» **MATERIALS PROVIDED**:
//! The download-and-deliver handler.

use crate::api::AppState;
use crate::api::error_response::error_response;
use crate::delivery::build_attachment;
use crate::error::{Error, Result};
use crate::extract::extract;
use crate::tool::{CapturingLog, ToolLogLevel};
use crate::types::DownloadRequest;
use crate::workspace::Workspace;
use axum::{
    Json,
    extract::{State, rejection::JsonRejection},
    response::{IntoResponse, Response},
};

/// POST /download_mp3 - Convert a video URL to an MP3 attachment
#[utoipa::path(
    post,
    path = "/download_mp3",
    tag = "download",
    request_body = crate::types::DownloadRequest,
    responses(
        (status = 200, description = "The MP3 file as an attachment", content_type = "audio/mpeg"),
        (status = 400, description = "Missing/invalid body or unavailable video", body = crate::error::ApiError),
        (status = 403, description = "Private or age-restricted video", body = crate::error::ApiError),
        (status = 500, description = "Extraction or server failure", body = crate::error::ApiError)
    )
)]
pub async fn download_mp3(
    State(state): State<AppState>,
    payload: std::result::Result<Json<serde_json::Value>, JsonRejection>,
) -> Response {
    let payload = match payload {
        Ok(Json(payload)) => payload,
        Err(rejection) => {
            tracing::warn!(reason = %rejection.body_text(), "download request without JSON body");
            return Error::Validation("Dados JSON não fornecidos.".to_string()).into_response();
        }
    };

    let request = match DownloadRequest::from_json(&payload) {
        Ok(request) => request,
        Err(e) => return error_response(e, state.classifier.as_ref()),
    };

    tracing::info!(url = %request.url, "download requested");

    match deliver(&state, &request.url).await {
        Ok(response) => {
            tracing::info!(url = %request.url, "download delivered");
            response
        }
        Err(e) => error_response(e, state.classifier.as_ref()),
    }
}

/// Run the pipeline inside a fresh workspace and remove it afterwards.
///
/// The response body is fully in memory before the workspace goes away.
async fn deliver(state: &AppState, url: &str) -> Result<Response> {
    let workspace = Workspace::acquire(&state.config.tool.workspace_root())?;
    let log = CapturingLog::new();

    let result = run_in(state, url, &workspace, &log).await;
    if result.is_err() {
        let warnings = log.at_least(ToolLogLevel::Warning);
        if !warnings.is_empty() {
            tracing::warn!(
                url = %url,
                tool_messages = ?warnings,
                "tool diagnostics for failed download"
            );
        }
    }

    workspace.release();
    result
}

async fn run_in(
    state: &AppState,
    url: &str,
    workspace: &Workspace,
    log: &CapturingLog,
) -> Result<Response> {
    let extraction = extract(state.tool.as_ref(), url, workspace.path(), log).await?;

    let file = extraction
        .output_file()
        .ok_or_else(|| Error::ExtractionIncomplete {
            workspace: workspace.path().to_path_buf(),
            extension: crate::types::AUDIO_EXTENSION.to_string(),
            found: Vec::new(),
        })?;
    if extraction.produced_files.len() > 1 {
        tracing::debug!(
            count = extraction.produced_files.len(),
            selected = %file.path.display(),
            "several audio files produced, using the newest"
        );
    }

    build_attachment(file, &extraction.title).await
}
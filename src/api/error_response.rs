//! HTTP error response handling for the API
//!
//! Converts pipeline errors to HTTP responses with a JSON `{"error": ...}` body.

use crate::classify::ErrorClassifier;
use crate::error::{ApiError, Error, ToHttpStatus};
use axum::{
    Json,
    http::StatusCode,
    response::{IntoResponse, Response},
};
use std::any::Any;

/// Implement IntoResponse for Error to automatically convert errors to HTTP responses
///
/// Extraction errors are rendered unclassified here; handlers that have a
/// classifier use [`error_response`] instead.
impl IntoResponse for Error {
    fn into_response(self) -> Response {
        let status_code =
            StatusCode::from_u16(self.status_code()).unwrap_or(StatusCode::INTERNAL_SERVER_ERROR);

        let api_error: ApiError = self.into();

        (status_code, Json(api_error)).into_response()
    }
}

/// Implement IntoResponse for ApiError for explicit error responses
impl IntoResponse for ApiError {
    fn into_response(self) -> Response {
        (StatusCode::INTERNAL_SERVER_ERROR, Json(self)).into_response()
    }
}

/// Convert a pipeline error into a response, classifying tool failures
pub fn error_response(error: Error, classifier: &dyn ErrorClassifier) -> Response {
    match error {
        Error::Extraction { message } => {
            let classification = classifier.classify(&message);
            tracing::error!(
                status = classification.status.as_u16(),
                tool_error = %message,
                "extraction failed"
            );
            (
                classification.status,
                Json(ApiError::new(classification.message)),
            )
                .into_response()
        }
        other => {
            if other.status_code() >= 500 {
                tracing::error!(code = other.error_code(), error = %other, "request failed");
            } else {
                tracing::warn!(code = other.error_code(), error = %other, "request rejected");
            }
            other.into_response()
        }
    }
}

/// Turn a handler panic into the generic internal-error response
pub fn panic_response(panic: Box<dyn Any + Send + 'static>) -> Response {
    let detail = if let Some(s) = panic.downcast_ref::<String>() {
        s.clone()
    } else if let Some(s) = panic.downcast_ref::<&str>() {
        s.to_string()
    } else {
        "unknown panic".to_string()
    };

    tracing::error!(panic = %detail, "request handler panicked");
    Error::Other(detail).into_response()
}

// unwrap/expect are acceptable in tests for concise failure-on-error assertions
#[allow(clippy::unwrap_used, clippy::expect_used)]
#[cfg(test)]
mod tests {
    use super::*;
    use crate::classify::SubstringClassifier;
    use std::path::PathBuf;

    async fn body_json(response: Response) -> ApiError {
        let body = axum::body::to_bytes(response.into_body(), usize::MAX)
            .await
            .unwrap();
        serde_json::from_slice(&body).unwrap()
    }

    #[tokio::test]
    async fn validation_error_into_response() {
        let response = Error::Validation("URL do vídeo não fornecida.".into()).into_response();

        assert_eq!(response.status(), StatusCode::BAD_REQUEST);
        assert_eq!(
            body_json(response).await,
            ApiError::new("URL do vídeo não fornecida.")
        );
    }

    #[tokio::test]
    async fn classified_extraction_error() {
        let error = Error::Extraction {
            message: "ERROR: [youtube] x: This video is unavailable".into(),
        };

        let response = error_response(error, &SubstringClassifier::default());

        assert_eq!(response.status(), StatusCode::BAD_REQUEST);
        assert_eq!(
            body_json(response).await,
            ApiError::new("Vídeo indisponível ou URL incorreta.")
        );
    }

    #[tokio::test]
    async fn artifact_error_is_internal() {
        let error = Error::ExtractionIncomplete {
            workspace: PathBuf::from("/tmp/ws"),
            extension: "mp3".into(),
            found: vec![],
        };

        let response = error_response(error, &SubstringClassifier::default());

        assert_eq!(response.status(), StatusCode::INTERNAL_SERVER_ERROR);
        assert_eq!(
            body_json(response).await,
            ApiError::new("Erro interno: Arquivo MP3 não foi gerado.")
        );
    }

    #[tokio::test]
    async fn panic_payload_becomes_internal_error() {
        let response = panic_response(Box::new("kaboom"));

        assert_eq!(response.status(), StatusCode::INTERNAL_SERVER_ERROR);
        let body = body_json(response).await;
        assert!(body.error.starts_with("Erro interno do servidor:"));
        assert!(body.error.contains("kaboom"));
    }
}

» **DIRECTIONS**:
The listing above is to be restated word for word.

» **ANSWER SPACE**:
//! The download-and-deliver handler.

use crate::api::AppState;
use crate::api::error_response::error_response;
use crate::delivery::build_attachment;
use crate::error::{Error, Result};
use crate::extract::extract;
use crate::tool::{CapturingLog, ToolLogLevel};
use crate::types::DownloadRequest;
use crate::workspace::Workspace;
use axum::{
    Json,
    extract::{State, rejection::JsonRejection},
    response::{IntoResponse, Response},
};

/// POST /download_mp3 - Convert a video URL to an MP3 attachment
#[utoipa::path(
    post,
    path = "/download_mp3",
    tag = "download",
    request_body = crate::types::DownloadRequest,
    responses(
        (status = 200, description = "The MP3 file as an attachment", content_type = "audio/mpeg"),
        (status = 400, description = "Missing/invalid body or unavailable video", body = crate::error::ApiError),
        (status = 403, description = "Private or age-restricted video", body = crate::error::ApiError),
        (status = 500, description = "Extraction or server failure", body = crate::error::ApiError)
    )
)]
pub async fn download_mp3(
    State(state): State<AppState>,
    payload: std::result::Result<Json<serde_json::Value>, JsonRejection>,
) -> Response {
    let payload = match payload {
        Ok(Json(payload)) => payload,
        Err(rejection) => {
            tracing::warn!(reason = %rejection.body_text(), "download request without JSON body");
            return Error::Validation("Dados JSON não fornecidos.".to_string()).into_response();
        }
    };

    let request = match DownloadRequest::from_json(&payload) {
        Ok(request) => request,
        Err(e) => return error_response(e, state.classifier.as_ref()),
    };

    tracing::info!(url = %request.url, "download requested");

    match deliver(&state, &request.url).await {
        Ok(response) => {
            tracing::info!(url = %request.url, "download delivered");
            response
        }
        Err(e) => error_response(e, state.classifier.as_ref()),
    }
}

/// Run the pipeline inside a fresh workspace and remove it afterwards.
///
/// The response body is fully in memory before the workspace goes away.
async fn deliver(state: &AppState, url: &str) -> Result<Response> {
    let workspace = Workspace::acquire(&state.config.tool.workspace_root())?;
    let log = CapturingLog::new();

    let result = run_in(state, url, &workspace, &log).await;
    if result.is_err() {
        let warnings = log.at_least(ToolLogLevel::Warning);
        if !warnings.is_empty() {
            tracing::warn!(
                url = %url,
                tool_messages = ?warnings,
                "tool diagnostics for failed download"
            );
        }
    }

    workspace.release();
    result
}

async fn run_in(
    state: &AppState,
    url: &str,
    workspace: &Workspace,
    log: &CapturingLog,
) -> Result<Response> {
    let extraction = extract(state.tool.as_ref(), url, workspace.path(), log).await?;

    let file = extraction
        .output_file()
        .ok_or_else(|| Error::ExtractionIncomplete {
            workspace: workspace.path().to_path_buf(),
            extension: crate::types::AUDIO_EXTENSION.to_string(),
            found: Vec::new(),
        })?;
    if extraction.produced_files.len() > 1 {
        tracing::debug!(
            count = extraction.produced_files.len(),
            selected = %file.path.display(),
            "several audio files produced, using the newest"
        );
    }

    build_attachment(file, &extraction.title).await
}
filename src/api/error_response.rs
//! HTTP error response handling for the API
//!
//! Converts pipeline errors to HTTP responses with a JSON `{"error": ...}` body.

use crate::classify::ErrorClassifier;
use crate::error::{ApiError, Error, ToHttpStatus};
use axum::{
    Json,
    http::StatusCode,
    response::{IntoResponse, Response},
};
use std::any::Any;

/// Implement IntoResponse for Error to automatically convert errors to HTTP responses
///
/// Extraction errors are rendered unclassified here; handlers that have a
/// classifier use [`error_response`] instead.
impl IntoResponse for Error {
    fn into_response(self) -> Response {
        let status_code =
            StatusCode::from_u16(self.status_code()).unwrap_or(StatusCode::INTERNAL_SERVER_ERROR);

        let api_error: ApiError = self.into();

        (status_code, Json(api_error)).into_response()
    }
}

/// Implement IntoResponse for ApiError for explicit error responses
impl IntoResponse for ApiError {
    fn into_response(self) -> Response {
        (StatusCode::INTERNAL_SERVER_ERROR, Json(self)).into_response()
    }
}

/// Convert a pipeline error into a response, classifying tool failures
pub fn error_response(error: Error, classifier: &dyn ErrorClassifier) -> Response {
    match error {
        Error::Extraction { message } => {
            let classification = classifier.classify(&message);
            tracing::error!(
                status = classification.status.as_u16(),
                tool_error = %message,
                "extraction failed"
            );
            (
                classification.status,
                Json(ApiError::new(classification.message)),
            )
                .into_response()
        }
        other => {
            if other.status_code() >= 500 {
                tracing::error!(code = other.error_code(), error = %other, "request failed");
            } else {
                tracing::warn!(code = other.error_code(), error = %other, "request rejected");
            }
            other.into_response()
        }
    }
}

/// Turn a handler panic into the generic internal-error response
pub fn panic_response(panic: Box<dyn Any + Send + 'static>) -> Response {
    let detail = if let Some(s) = panic.downcast_ref::<String>() {
        s.clone()
    } else if let Some(s) = panic.downcast_ref::<&str>() {
        s.to_string()
    } else {
        "unknown panic".to_string()
    };

    tracing::error!(panic = %detail, "request handler panicked");
    Error::Other(detail).into_response()
}

// unwrap/expect are acceptable in tests for concise failure-on-error assertions
#[allow(clippy::unwrap_used, clippy::expect_used)]
#[cfg(test)]
mod tests {
    use super::*;
    use crate::classify::SubstringClassifier;
    use std::path::PathBuf;

    async fn body_json(response: Response) -> ApiError {
        let body = axum::body::to_bytes(response.into_body(), usize::MAX)
            .await
            .unwrap();
        serde_json::from_slice(&body).unwrap()
    }

    #[tokio::test]
    async fn validation_error_into_response() {
        let response = Error::Validation("URL do vídeo não fornecida.".into()).into_response();

        assert_eq!(response.status(), StatusCode::BAD_REQUEST);
        assert_eq!(
            body_json(response).await,
            ApiError::new("URL do vídeo não fornecida.")
        );
    }

    #[tokio::test]
    async fn classified_extraction_error() {
        let error = Error::Extraction {
            message: "ERROR: [youtube] x: This video is unavailable".into(),
        };

        let response = error_response(error, &SubstringClassifier::default());

        assert_eq!(response.status(), StatusCode::BAD_REQUEST);
        assert_eq!(
            body_json(response).await,
            ApiError::new("Vídeo indisponível ou URL incorreta.")
        );
    }

    #[tokio::test]
    async fn artifact_error_is_internal() {
        let error = Error::ExtractionIncomplete {
            workspace: PathBuf::from("/tmp/ws"),
            extension: "mp3".into(),
            found: vec![],
        };

        let response = error_response(error, &SubstringClassifier::default());

        assert_eq!(response.status(), StatusCode::INTERNAL_SERVER_ERROR);
        assert_eq!(
            body_json(response).await,
            ApiError::new("Erro interno: Arquivo MP3 não foi gerado.")
        );
    }

    #[tokio::test]
    async fn panic_payload_becomes_internal_error() {
        let response = panic_response(Box::new("kaboom"));

        assert_eq!(response.status(), StatusCode::INTERNAL_SERVER_ERROR);
        let body = body_json(response).await;
        assert!(body.error.starts_with("Erro interno do servidor:"));
        assert!(body.error.contains("kaboom"));
    }
}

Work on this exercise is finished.